Over the past three years, Grace Place Shelter in New Richmond underwent a major expansion project. Based on need, additional shelter space was sought, but the donations to keep operating and serving have not kept up with what the organization needs. In 2014, before their expansion, Grace Place served 169 individuals. In 2017, the organization has served over 354 individuals — more than doubling the amount served. While donations have increased, they have not increased enough to cover the demand for services.

With the increase in demand and a growing homeless population, the shelters are finding themselves in a significant deficit and are going to the public to ask for help with additional donations.

"Our shelters are staffed 24 hours a day, serving individuals in the most need," Bremer added. "We are here to provide shelter and encouragement to the homeless and the vulnerable; those who need our help the most. We know we live in a generous community and we are counting on folks to give so we can continue to serve."

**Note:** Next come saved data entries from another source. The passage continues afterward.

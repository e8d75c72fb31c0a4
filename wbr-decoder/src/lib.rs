// WBR - wbr-decoder
// Module: WebAssembly AST Decoder
//
// Copyright (c) 2025 Ralf Anton Beier
// Licensed under the MIT license.
// SPDX-License-Identifier: MIT

//! Builds an in-memory module tree from decode events.
//!
//! [`read_binary_ast`] walks a binary with any [`EventSource`] and feeds the
//! events to a [`BinaryReaderAst`], which reconstructs nested instruction
//! lists from the flat `block`/`loop`/`if`/`else`/`end` markers.
//!
//! ```rust
//! use wbr_decoder::{read_binary_ast, Expr, LogErrorHandler};
//! use wbr_format::{Event, EventStream, Opcode, ReadBinaryOptions, ValueType};
//!
//! let mut stream = EventStream::new();
//! stream
//!     .push(Event::BeginModule { version: 1 })
//!     .push(Event::OnType { index: 0, param_types: vec![], result_types: vec![ValueType::I32] })
//!     .push(Event::OnFunction { index: 0, sig_index: 0 })
//!     .push(Event::OnFunctionBodyCount { count: 1 })
//!     .push(Event::BeginFunctionBody { index: 0 })
//!     .push(Event::OnOpcode { opcode: Opcode::I32Const })
//!     .push(Event::OnI32ConstExpr { value: 7 })
//!     .push(Event::OnEndFunc)
//!     .push(Event::EndFunctionBody { index: 0 })
//!     .push(Event::EndModule);
//!
//! let module = read_binary_ast(&stream, &[], &ReadBinaryOptions::default(), &mut LogErrorHandler)?;
//! assert_eq!(module.funcs[0].body().count(), 1);
//! # Ok::<(), wbr_error::Error>(())
//! ```

#![forbid(unsafe_code)] // Rule 2
#![warn(missing_docs)]

/// The label-stack AST builder
pub mod binary_reader_ast;
/// Instruction nodes and their arena
pub mod expr;
/// Decoded module representation
pub mod module;

pub use binary_reader_ast::{
    BinaryReaderAst,
    LabelNode,
    LabelType,
    Slot,
    MAX_FUNCTION_LOCALS,
};
pub use expr::{
    Block,
    Const,
    Expr,
    ExprArena,
    ExprId,
    ExprList,
    ExprNode,
    MemArg,
};
pub use module::{
    DataSegment,
    ElemSegment,
    Export,
    Func,
    FuncDeclaration,
    FuncSignature,
    FuncType,
    Global,
    Import,
    ImportDesc,
    Memory,
    Module,
    ModuleCounts,
    ModuleField,
    Table,
};
use wbr_error::Result;
use wbr_format::{
    EventSource,
    ReadBinaryOptions,
};

/// Receives every decode failure before the walk aborts
pub trait BinaryErrorHandler {
    /// `offset` is `None` when the failure has no input position. Return
    /// `true` to ask the scanner to continue past a malformed-input error.
    fn on_error(&mut self, offset: Option<usize>, message: &str) -> bool;
}

impl<F> BinaryErrorHandler for F
where
    F: FnMut(Option<usize>, &str) -> bool,
{
    fn on_error(&mut self, offset: Option<usize>, message: &str) -> bool {
        self(offset, message)
    }
}

/// Error handler that logs every failure and never continues
#[derive(Debug, Clone, Copy, Default)]
pub struct LogErrorHandler;

impl BinaryErrorHandler for LogErrorHandler {
    fn on_error(&mut self, offset: Option<usize>, message: &str) -> bool {
        match offset {
            Some(offset) => log::error!("@0x{offset:08x}: {message}"),
            None => log::error!("@unknown: {message}"),
        }
        false
    }
}

/// Decode `data` into a [`Module`].
///
/// Failures are passed to `error_handler` and abort the decode; no partial
/// module is returned.
pub fn read_binary_ast(
    source: &dyn EventSource,
    data: &[u8],
    options: &ReadBinaryOptions,
    error_handler: &mut dyn BinaryErrorHandler,
) -> Result<Module> {
    let mut builder = BinaryReaderAst::new(error_handler);
    wbr_intercept::read_binary(source, data, &mut builder, options)?;
    builder.finish()
}
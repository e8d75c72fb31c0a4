//! Logging strategy for decode events
//!
//! [`LoggingReader`] wraps another reader, writes one indented line per event
//! to a [`LogSink`] and forwards the event unchanged. Module and section
//! Begin events log, then indent; the matching End events dedent, then log.

use std::{
    fmt,
    sync::{
        Arc,
        Mutex,
        PoisonError,
    },
};

use wbr_error::Result;
use wbr_format::{
    BinaryReader,
    BinarySection,
    ExternalKind,
    Limits,
    LogSink,
    Opcode,
    ReaderState,
    RelocType,
    ValueType,
};

/// Configuration for the logging reader
#[derive(Debug, Clone)]
pub struct LoggingConfig {
    /// Spaces added per nesting level
    pub indent_size: usize,
}

impl Default for LoggingConfig {
    fn default() -> Self {
        Self { indent_size: 2 }
    }
}

/// A sink that keeps every line in memory
#[derive(Debug, Default)]
pub struct MemorySink {
    lines: Mutex<Vec<String>>,
}

impl MemorySink {
    /// Create an empty sink
    pub fn new() -> Self {
        Self::default()
    }

    /// The lines written so far
    pub fn lines(&self) -> Vec<String> {
        self.lines.lock().unwrap_or_else(PoisonError::into_inner).clone()
    }

    /// All lines joined, each terminated by a newline
    pub fn contents(&self) -> String {
        let lines = self.lines.lock().unwrap_or_else(PoisonError::into_inner);
        let mut out = String::new();
        for line in lines.iter() {
            out.push_str(line);
            out.push('\n');
        }
        out
    }
}

impl LogSink for MemorySink {
    fn write_log(&self, entry: &str) {
        self.lines
            .lock()
            .unwrap_or_else(PoisonError::into_inner)
            .push(entry.to_string());
    }
}

/// A sink that forwards every line to the `log` facade at debug level
#[derive(Debug, Clone, Copy, Default)]
pub struct LogCrateSink;

impl LogSink for LogCrateSink {
    fn write_log(&self, entry: &str) {
        log::debug!(target: "wbr::trace", "{}", entry);
    }
}

/// Formats a type list as `[i32, i64]`
struct TypeList<'t>(&'t [ValueType]);

impl fmt::Display for TypeList<'_> {
    fn fmt(&self, f: &mut fmt::Formatter<'_>) -> fmt::Result {
        f.write_str("[")?;
        for (i, ty) in self.0.iter().enumerate() {
            if i > 0 {
                f.write_str(", ")?;
            }
            write!(f, "{ty}")?;
        }
        f.write_str("]")
    }
}

/// A reader that traces events before forwarding them
pub struct LoggingReader<'a> {
    /// Reader receiving every event
    reader: &'a mut dyn BinaryReader,
    /// Log sink to write lines to
    sink:   Arc<dyn LogSink>,
    /// Configuration
    config: LoggingConfig,
    indent: usize,
}
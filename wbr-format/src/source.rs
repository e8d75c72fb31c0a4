//! The scanner seam and read options.

use std::{
    fmt,
    sync::Arc,
};

use wbr_error::Result;

use crate::reader::BinaryReader;

/// A trait for receiving trace lines
pub trait LogSink: Send + Sync {
    /// Write one line, without its trailing newline
    fn write_log(&self, entry: &str);
}

impl<F> LogSink for F
where
    F: Fn(&str) + Send + Sync,
{
    fn write_log(&self, entry: &str) {
        self(entry);
    }
}

/// Options shared by every read entry point
#[derive(Clone, Default)]
pub struct ReadBinaryOptions {
    /// When set, every event is traced to this sink
    pub log_sink:         Option<Arc<dyn LogSink>>,
    /// Whether events of the `name` section are delivered
    pub read_debug_names: bool,
}

impl ReadBinaryOptions {
    /// Trace events to `sink`
    #[must_use]
    pub fn with_log_sink(mut self, sink: Arc<dyn LogSink>) -> Self {
        self.log_sink = Some(sink);
        self
    }

    /// Deliver `name` section events
    #[must_use]
    pub fn with_debug_names(mut self, read_debug_names: bool) -> Self {
        self.read_debug_names = read_debug_names;
        self
    }
}

impl fmt::Debug for ReadBinaryOptions {
    fn fmt(&self, f: &mut fmt::Formatter<'_>) -> fmt::Result {
        f.debug_struct("ReadBinaryOptions")
            .field("log_sink", &self.log_sink.is_some())
            .field("read_debug_names", &self.read_debug_names)
            .finish()
    }
}

/// Producer of decode events: the scanner.
///
/// An implementation walks `data` and calls `reader` once per event, in
/// encoding order, stopping at the first `Err`. Events of the `name` section
/// are only delivered when `options.read_debug_names` is set.
pub trait EventSource {
    /// Walk `data`, feeding every event to `reader`
    fn read(&self, data: &[u8], reader: &mut dyn BinaryReader, options: &ReadBinaryOptions) -> Result<()>;
}

#[cfg(test)]
mod tests {
    use std::sync::Mutex;

    use super::*;

    #[test]
    fn test_default_options() {
        let options = ReadBinaryOptions::default();
        assert!(options.log_sink.is_none());
        assert!(!options.read_debug_names);
        assert_eq!(
            format!("{options:?}"),
            "ReadBinaryOptions { log_sink: false, read_debug_names: false }"
        );
    }

    #[test]
    fn test_closure_sink() {
        let lines = Arc::new(Mutex::new(Vec::new()));
        let captured = Arc::clone(&lines);
        let sink: Arc<dyn LogSink> = Arc::new(move |entry: &str| {
            captured.lock().unwrap().push(entry.to_string());
        });
        let options = ReadBinaryOptions::default().with_log_sink(sink).with_debug_names(true);

        if let Some(sink) = &options.log_sink {
            sink.write_log("BeginModule(version: 1)");
        }
        assert!(options.read_debug_names);
        assert_eq!(lines.lock().unwrap().as_slice(), ["BeginModule(version: 1)"]);
    }
}
impl<'h> BinaryReaderAst<'h> {
    /// Create a builder reporting failures to `error_handler`
    pub fn new(error_handler: &'h mut dyn BinaryErrorHandler) -> Self {
        Self {
            error_handler,
            module: Module::new(),
            current_func: None,
            label_stack: Vec::new(),
            max_depth: 0,
            current_init_expr: None,
            bodies_read: 0,
        }
    }

    /// The module built so far
    pub fn module(&self) -> &Module {
        &self.module
    }

    /// Number of open labels
    pub fn label_depth(&self) -> usize {
        self.label_stack.len()
    }

    /// Deepest label nesting seen so far
    pub fn max_depth(&self) -> usize {
        self.max_depth
    }

    /// Finish the walk and take the module.
    ///
    /// Fails if a scope is still open.
    pub fn finish(mut self) -> Result<Module> {
        if !self.label_stack.is_empty() {
            let error = kinds::UnclosedScope {
                at:    "end of input",
                depth: self.label_stack.len(),
            };
            return Err(self.report(None, error.into()));
        }
        log::debug!(
            "built module: {} fields, {} funcs, max label depth {}",
            self.module.fields.len(),
            self.module.funcs.len(),
            self.max_depth
        );
        Ok(self.module)
    }

    fn report(&mut self, offset: Option<usize>, error: Error) -> Error {
        match offset {
            Some(offset) => log::warn!("decode error at 0x{offset:x}: {}", error.message()),
            None => log::warn!("decode error: {}", error.message()),
        }
        // Builder errors always abort; the handler's answer only matters for
        // scanner errors.
        let _ = self.error_handler.on_error(offset, error.message());
        match offset {
            Some(offset) => error.at_offset(offset),
            None => error,
        }
    }

    fn checked<T>(&mut self, state: &ReaderState<'_>, f: impl FnOnce(&mut Self) -> Result<T>) -> Result<T> {
        let result = f(self);
        result.map_err(|error| self.report(Some(state.offset), error))
    }

    fn push_label(&mut self, label_type: LabelType, slot: Slot) {
        self.label_stack.push(LabelNode::new(label_type, slot));
        self.max_depth = self.max_depth.max(self.label_stack.len());
        log::trace!("push {:?} label, depth {}", label_type, self.label_stack.len());
    }

    fn pop_label(&mut self) -> Result<LabelNode> {
        let label = self.label_stack.pop().ok_or(kinds::LabelStackUnderflow)?;
        log::trace!("pop {:?} label, depth {}", label.label_type, self.label_stack.len());
        Ok(label)
    }

    /// Position in `label_stack` of the label `depth` levels below the top
    fn label_at(&self, depth: usize) -> Result<usize> {
        let len = self.label_stack.len();
        if depth >= len {
            return Err(kinds::LabelDepthOutOfRange { depth, max: len }.into());
        }
        Ok(len - depth - 1)
    }

    fn current_func(&self, event: &'static str) -> Result<usize> {
        self.current_func.ok_or_else(|| {
            kinds::UnexpectedEvent {
                event,
                reason: "outside of a function body",
            }
            .into()
        })
    }

    fn append_expr(&mut self, expr: Expr) -> Result<ExprId> {
        let top = self.label_at(0)?;
        let func_index = self.current_func("instruction")?;
        let func = self
            .module
            .funcs
            .get_mut(func_index)
            .ok_or(kinds::AppendFailed)?;
        let id = func.exprs.alloc(expr)?;
        let label = &mut self.label_stack[top];

        match label.last {
            Some(last) => {
                func.exprs.get_mut(last).ok_or(kinds::AppendFailed)?.next = Some(id);
            }
            None => match label.slot {
                Slot::FuncBody => func.first_expr = Some(id),
                Slot::BlockFirst(owner) => {
                    match func.exprs.get_mut(owner).map(|node| &mut node.expr) {
                        Some(Expr::Block(block) | Expr::Loop(block)) => block.first = Some(id),
                        Some(Expr::If { true_block, .. }) => true_block.first = Some(id),
                        _ => return Err(kinds::AppendFailed.into()),
                    }
                }
                Slot::IfFalse(owner) => match func.exprs.get_mut(owner).map(|node| &mut node.expr) {
                    Some(Expr::If { false_first, .. }) => *false_first = Some(id),
                    _ => return Err(kinds::AppendFailed.into()),
                },
            },
        }
        label.last = Some(id);
        Ok(id)
    }

    fn append(&mut self, state: &ReaderState<'_>, expr: Expr) -> Result<()> {
        self.checked(state, |this| this.append_expr(expr).map(drop))
    }

    fn append_scope(&mut self, state: &ReaderState<'_>, label_type: LabelType, expr: Expr) -> Result<()> {
        self.checked(state, |this| {
            let id = this.append_expr(expr)?;
            this.push_label(label_type, Slot::BlockFirst(id));
            Ok(())
        })
    }

    fn append_memory(&mut self, state: &ReaderState<'_>, store: bool, opcode: Opcode, align_log2: u32, offset: u32) -> Result<()> {
        self.checked(state, |this| {
            expr::alignment(align_log2)?;
            let memarg = MemArg { align_log2, offset };
            let expr = if store {
                Expr::Store { opcode, memarg }
            } else {
                Expr::Load { opcode, memarg }
            };
            this.append_expr(expr).map(drop)
        })
    }

    fn check_sig_index(&self, sig_index: u32) -> Result<()> {
        if sig_index as usize >= self.module.func_types.len() {
            return Err(kinds::IndexOutOfRange {
                what:  "signature",
                index: sig_index,
                count: self.module.func_types.len(),
            }
            .into());
        }
        Ok(())
    }

    fn declaration(&self, sig_index: u32) -> Result<FuncDeclaration> {
        self.check_sig_index(sig_index)?;
        let sig = self.module.func_types[sig_index as usize].sig.clone();
        Ok(FuncDeclaration {
            type_index: Some(sig_index),
            sig,
        })
    }

    /// `index` must name the most recent item of a collection of `len`
    fn last_item(what: &'static str, index: u32, len: usize) -> Result<usize> {
        let position = index as usize;
        if len == 0 || position != len - 1 {
            return Err(kinds::IndexOutOfRange { what, index, count: len }.into());
        }
        Ok(position)
    }

    /// Complete the most recent import with `desc`
    fn complete_import(&mut self, import_index: u32, imported: usize, defined: usize, desc: ImportDesc) -> Result<()> {
        let expected = self.module.imports.len().checked_sub(1);
        if expected != Some(import_index as usize) {
            return Err(kinds::ImportIndexMismatch {
                index: import_index,
                expected,
            }
            .into());
        }
        if imported != defined {
            return Err(kinds::UnexpectedEvent {
                event:  "import",
                reason: "imports must precede definitions of the same kind",
            }
            .into());
        }
        let import = &mut self.module.imports[import_index as usize];
        if import.desc.is_some() {
            return Err(kinds::UnexpectedEvent {
                event:  "import",
                reason: "import kind already set",
            }
            .into());
        }
        import.desc = Some(desc);
        Ok(())
    }

    fn begin_init_expr(&mut self, event: &'static str, target: InitExprTarget) -> Result<()> {
        if self.current_init_expr.is_some() {
            return Err(kinds::UnexpectedEvent {
                event,
                reason: "another init expression is open",
            }
            .into());
        }
        self.current_init_expr = Some(target);
        Ok(())
    }

    fn end_init_expr(&mut self, event: &'static str, target: InitExprTarget) -> Result<()> {
        if self.current_init_expr != Some(target) {
            return Err(kinds::InitExprOutsideScope { event }.into());
        }
        self.current_init_expr = None;
        Ok(())
    }

    fn set_init_expr(&mut self, event: &'static str, expr: Expr) -> Result<()> {
        let slot = match self.current_init_expr {
            None => None,
            Some(InitExprTarget::Global(i)) => self.module.globals.get_mut(i).map(|g| &mut g.init_expr),
            Some(InitExprTarget::ElemSegment(i)) => self.module.elem_segments.get_mut(i).map(|s| &mut s.offset),
            Some(InitExprTarget::DataSegment(i)) => self.module.data_segments.get_mut(i).map(|s| &mut s.offset),
        };
        let Some(slot) = slot else {
            return Err(kinds::InitExprOutsideScope { event }.into());
        };
        if slot.is_some() {
            return Err(kinds::UnexpectedEvent {
                event,
                reason: "init expression already has a value",
            }
            .into());
        }
        *slot = Some(expr);
        Ok(())
    }

    fn func_index(&self, what: &'static str, index: u32) -> Result<usize> {
        let position = index as usize;
        if position >= self.module.funcs.len() {
            return Err(kinds::IndexOutOfRange {
                what,
                index,
                count: self.module.funcs.len(),
            }
            .into());
        }
        Ok(position)
    }
}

The Salvation Army Red Kettle Campaign is currently underway and the goals are set high for those efforts. The dollars raised in those campaigns are used to help people in need of rent, heat or utility assistance locally. Some dollars trickle over to shelter expenses but they are not significant enough to make a big impact.

"We need to have a great kettle campaign and we need people to give to our shelters," Bremer said. "We know we are asking for a lot, but we also know our community and have seen the generosity before."